Article #26 in the YCC Kids Club Ghana Student Life Stories Project
My First Time at Sogakope Market

By Jennifer, Age 13

I was young, seven years of age, the first time my mother brought me with her to the market. When we arrived, I saw so many things for sale: tomatoes, notebooks, pens, rice, beans, pencils, shoes, bags, yams, clothes, fabrics, fish, and more!

In Sogakope, the big outdoor market is held every four days, and people sell from wooden structures with metal roofs, or from stands on the earth.

Ehfoa?” said my friend Vivian in Ewe from behind a meat seller’s stand: “Are you fine?”

“Eh, me foa!” I replied, happy to have seen someone I knew: “Yes, I am fine!”

People were shouting and selling, selling and shouting! Some walked by with big bowls and boxes of wares balanced on their heads. Some people were sleeping under or on top of their stalls. People were everywhere! The sun beat down and made us sweat. Dust rose up from the ground and mixed with the scent of fish.

My mother bought some food like cassava, plantain, fish, pepper, and salt. I could smell the spices in my nose as we passed a spice stall. My mother described the price of each item: the cassava cost two Ghana Cedis for three, the pepper 50 pesewas, and the salt 20 pesewas.

“The fish costs three Ghana Cedis,” said the fish seller.

“No,” said my mother, “You shall decrease the price.”

After some arguing, the seller agreed to lower her price! I felt proud at that moment that my mother could save us money.

As the sun set, we walked back to our home. My mother gathered together the ingredients we had bought together in the market and she cooked our family banku with okra soup. The taste was so sweet in my throat as I ate it! I finally understood the work that went into the whole meal.

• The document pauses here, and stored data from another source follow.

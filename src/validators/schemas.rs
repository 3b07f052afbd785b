//! Compiled schema model
//!
//! A [`Schema`] is an immutable arena of [`SchemaNode`]s addressed by
//! [`SchemaId`]. It is shared behind an `Arc` by every data tree built
//! against it; data nodes only hold the id of their schema node.
//!
//! Choice, case, input and output nodes are schema-only: they never appear
//! as data nodes, and the data parent of a node is its closest data-node
//! ancestor in the schema.

use std::fmt;

use crate::namespaces::{Module, QName};

use super::features::IfFeatureExpr;
use super::simple_types::LeafType;

/// Stable identifier of a schema node inside its [`Schema`]
#[derive(Debug, Clone, Copy, PartialEq, Eq, Hash, PartialOrd, Ord)]
pub struct SchemaId(pub(crate) usize);

impl SchemaId {
    /// Raw arena index
    pub fn index(self) -> usize {
        self.0
    }
}

impl fmt::Display for SchemaId {
    fn fmt(&self, f: &mut fmt::Formatter<'_>) -> fmt::Result {
        write!(f, "@{}", self.0)
    }
}

/// Access mode of a schema node
#[derive(Debug, Clone, Copy, PartialEq, Eq, Default)]
pub enum Access {
    /// Configuration data (config true)
    #[default]
    ReadWrite,
    /// State data (config false)
    ReadOnly,
}

/// A `when` condition attached to a schema node
///
/// The expression text is opaque to the engine; it is handed to a
/// [`ConditionEvaluator`](super::base::ConditionEvaluator).
#[derive(Debug, Clone, PartialEq, Eq)]
pub struct WhenCondition {
    /// XPath expression text
    pub expression: String,
}

impl WhenCondition {
    /// Create a new condition
    pub fn new(expression: impl Into<String>) -> Self {
        Self {
            expression: expression.into(),
        }
    }
}

impl fmt::Display for WhenCondition {
    fn fmt(&self, f: &mut fmt::Formatter<'_>) -> fmt::Result {
        write!(f, "when \"{}\"", self.expression)
    }
}

/// Kind of a schema node with its kind-specific properties
#[derive(Debug, Clone, PartialEq, Eq)]
pub enum SchemaKind {
    /// container
    Container {
        /// Presence container
        presence: bool,
    },
    /// list
    List {
        /// Key leaf names, in declaration order
        keys: Vec<String>,
        /// unique statements, each a set of descendant leaf paths
        uniques: Vec<Vec<String>>,
        /// min-elements
        min_elements: u32,
        /// max-elements (None = unbounded)
        max_elements: Option<u32>,
    },
    /// leaf
    Leaf {
        /// Value type
        ty: LeafType,
        /// mandatory true
        mandatory: bool,
        /// Default value
        default: Option<String>,
    },
    /// leaf-list
    LeafList {
        /// Value type
        ty: LeafType,
        /// min-elements
        min_elements: u32,
        /// max-elements (None = unbounded)
        max_elements: Option<u32>,
    },
    /// choice
    Choice {
        /// mandatory true
        mandatory: bool,
        /// Name of the default case
        default_case: Option<String>,
    },
    /// case
    Case,
    /// anydata
    AnyData,
    /// anyxml
    AnyXml,
    /// rpc
    Rpc,
    /// rpc input
    RpcInput,
    /// rpc output
    RpcOutput,
    /// notification
    Notification,
}

impl SchemaKind {
    /// Whether instances of this kind appear as data nodes
    pub fn is_data_node(&self) -> bool {
        !matches!(
            self,
            SchemaKind::Choice { .. }
                | SchemaKind::Case
                | SchemaKind::RpcInput
                | SchemaKind::RpcOutput
        )
    }

    /// Whether several instances may share one sibling set
    pub fn is_multi_instance(&self) -> bool {
        matches!(self, SchemaKind::List { .. } | SchemaKind::LeafList { .. })
    }

    /// Whether instances carry a value
    pub fn is_leaf_like(&self) -> bool {
        matches!(self, SchemaKind::Leaf { .. } | SchemaKind::LeafList { .. })
    }

    /// Whether this kind is an rpc input or output
    pub fn is_operation_io(&self) -> bool {
        matches!(self, SchemaKind::RpcInput | SchemaKind::RpcOutput)
    }

    /// The YANG keyword of this kind
    pub fn keyword(&self) -> &'static str {
        match self {
            SchemaKind::Container { .. } => "container",
            SchemaKind::List { .. } => "list",
            SchemaKind::Leaf { .. } => "leaf",
            SchemaKind::LeafList { .. } => "leaf-list",
            SchemaKind::Choice { .. } => "choice",
            SchemaKind::Case => "case",
            SchemaKind::AnyData => "anydata",
            SchemaKind::AnyXml => "anyxml",
            SchemaKind::Rpc => "rpc",
            SchemaKind::RpcInput => "input",
            SchemaKind::RpcOutput => "output",
            SchemaKind::Notification => "notification",
        }
    }

    /// Value type for leaf-like kinds
    pub fn leaf_type(&self) -> Option<&LeafType> {
        match self {
            SchemaKind::Leaf { ty, .. } | SchemaKind::LeafList { ty, .. } => Some(ty),
            _ => None,
        }
    }
}

/// One node of the compiled schema
#[derive(Debug, Clone)]
pub struct SchemaNode {
    /// Id of this node
    pub id: SchemaId,
    /// Qualified name
    pub name: QName,
    /// Kind and kind-specific properties
    pub kind: SchemaKind,
    /// Schema parent
    pub parent: Option<SchemaId>,
    /// Schema children in declaration order
    pub children: Vec<SchemaId>,
    /// if-feature statements; all must hold for the node to be enabled
    pub if_features: Vec<IfFeatureExpr>,
    /// when statement
    pub when: Option<WhenCondition>,
    /// Access mode (after config inheritance)
    pub access: Access,
    /// Depth-first declaration order over the whole schema
    pub order: usize,
    /// Created implicitly (shorthand case)
    pub implicit: bool,
}

impl SchemaNode {
    /// Local name of the node
    pub fn local_name(&self) -> &str {
        &self.name.local_name
    }

    /// Whether the node is state data
    pub fn is_read_only(&self) -> bool {
        self.access == Access::ReadOnly
    }
}

/// Compiled schema: an arena of schema nodes of one module
#[derive(Debug, Clone)]
pub struct Schema {
    /// Module the nodes belong to
    pub module: Module,
    pub(crate) nodes: Vec<SchemaNode>,
    pub(crate) top_level: Vec<SchemaId>,
}

impl Schema {
    /// Get a schema node
    pub fn node(&self, id: SchemaId) -> &SchemaNode {
        &self.nodes[id.0]
    }

    /// Get a schema node, if the id belongs to this schema
    pub fn get(&self, id: SchemaId) -> Option<&SchemaNode> {
        self.nodes.get(id.0)
    }

    /// Number of schema nodes
    pub fn len(&self) -> usize {
        self.nodes.len()
    }

    /// Check if the schema has no nodes
    pub fn is_empty(&self) -> bool {
        self.nodes.is_empty()
    }

    /// Top-level schema nodes in declaration order
    pub fn top_level(&self) -> &[SchemaId] {
        &self.top_level
    }

    /// Iterate over all schema nodes
    pub fn iter(&self) -> impl Iterator<Item = &SchemaNode> {
        self.nodes.iter()
    }

    /// Schema children of a node, or the top-level nodes for `None`
    pub fn children(&self, parent: Option<SchemaId>) -> &[SchemaId] {
        match parent {
            Some(id) => &self.node(id).children,
            None => &self.top_level,
        }
    }

    /// Closest data-node ancestor
    pub fn data_parent(&self, id: SchemaId) -> Option<SchemaId> {
        data_parent_in(&self.nodes, id)
    }

    /// Schema-only ancestors (choice, case, input, output) between a node
    /// and its data parent, nearest first
    pub fn schema_only_ancestors(&self, id: SchemaId) -> Vec<SchemaId> {
        let mut result = Vec::new();
        let mut current = self.node(id).parent;
        while let Some(pid) = current {
            let parent = self.node(pid);
            if parent.kind.is_data_node() {
                break;
            }
            result.push(pid);
            current = parent.parent;
        }
        result
    }

    /// Data nodes that may appear as children of a data node with schema
    /// `parent` (top level for `None`), looking through schema-only nodes
    pub fn data_children(&self, parent: Option<SchemaId>) -> Vec<SchemaId> {
        data_children_in(&self.nodes, self.children(parent))
    }

    /// Find a data child by local name
    pub fn find_data_child(&self, parent: Option<SchemaId>, name: &str) -> Option<SchemaId> {
        self.data_children(parent)
            .into_iter()
            .find(|id| self.node(*id).local_name() == name)
    }

    /// Resolve a relative descendant path such as `address/ip`
    pub fn resolve_descendant(&self, from: SchemaId, path: &str) -> Option<SchemaId> {
        resolve_descendant_in(&self.nodes, from, path)
    }

    /// Resolve a relative descendant path to the data nodes along it, one per
    /// segment
    pub fn resolve_path(&self, from: SchemaId, path: &str) -> Option<Vec<SchemaId>> {
        resolve_path_in(&self.nodes, from, path)
    }

    /// The (choice, case) pairs a node belongs to, innermost first, up to its
    /// data parent
    pub fn case_path(&self, id: SchemaId) -> Vec<(SchemaId, SchemaId)> {
        let mut pairs = Vec::new();
        for ancestor in self.schema_only_ancestors(id) {
            let node = self.node(ancestor);
            if matches!(node.kind, SchemaKind::Case) {
                if let Some(choice) = node.parent {
                    pairs.push((choice, ancestor));
                }
            }
        }
        pairs
    }

    /// The rpc input or output enclosing a node, if any
    pub fn operation_io(&self, id: SchemaId) -> Option<SchemaId> {
        let mut current = self.node(id).parent;
        while let Some(pid) = current {
            let node = self.node(pid);
            if node.kind.is_operation_io() {
                return Some(pid);
            }
            current = node.parent;
        }
        None
    }

    /// Path of schema names from the top, e.g. `/ex:top/entry`
    pub fn schema_path(&self, id: SchemaId) -> String {
        let mut segments = Vec::new();
        let mut current = Some(id);
        while let Some(cid) = current {
            let node = self.node(cid);
            segments.push(node.local_name().to_string());
            current = node.parent;
        }
        segments.reverse();
        format!("/{}:{}", self.module.name, segments.join("/"))
    }
}

pub(crate) fn data_parent_in(nodes: &[SchemaNode], id: SchemaId) -> Option<SchemaId> {
    let mut current = nodes[id.0].parent;
    while let Some(pid) = current {
        if nodes[pid.0].kind.is_data_node() {
            return Some(pid);
        }
        current = nodes[pid.0].parent;
    }
    None
}

pub(crate) fn data_children_in(nodes: &[SchemaNode], children: &[SchemaId]) -> Vec<SchemaId> {
    let mut result = Vec::new();
    for child in children {
        let node = &nodes[child.0];
        if node.kind.is_data_node() {
            result.push(*child);
        } else {
            result.extend(data_children_in(nodes, &node.children));
        }
    }
    result
}

pub(crate) fn resolve_path_in(
    nodes: &[SchemaNode],
    from: SchemaId,
    path: &str,
) -> Option<Vec<SchemaId>> {
    let mut chain = Vec::new();
    let mut current = from;
    for segment in path.split('/').filter(|s| !s.is_empty()) {
        let (_, local) = crate::names::split_prefixed(segment);
        current = data_children_in(nodes, &nodes[current.0].children)
            .into_iter()
            .find(|id| nodes[id.0].name.local_name == local)?;
        chain.push(current);
    }
    (!chain.is_empty()).then_some(chain)
}

pub(crate) fn resolve_descendant_in(
    nodes: &[SchemaNode],
    from: SchemaId,
    path: &str,
) -> Option<SchemaId> {
    resolve_path_in(nodes, from, path).and_then(|chain| chain.last().copied())
}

Now, I frequently go to the market on my own to buy supplies for my family. However, I will never forget that first time when my mother showed me how to shop and bargain for food in the market!

Lillie’s Note: There are no supermarkets in Sogakope, so outdoor town markets are where most Volta Region dwellers do their shopping. Many prices are bargained for rather than set.

For a foreigner used to a glossy indoor store and price labels, this outdoor market method can be exhausting and intimidating! But it is also an exhilarating, sensory experience.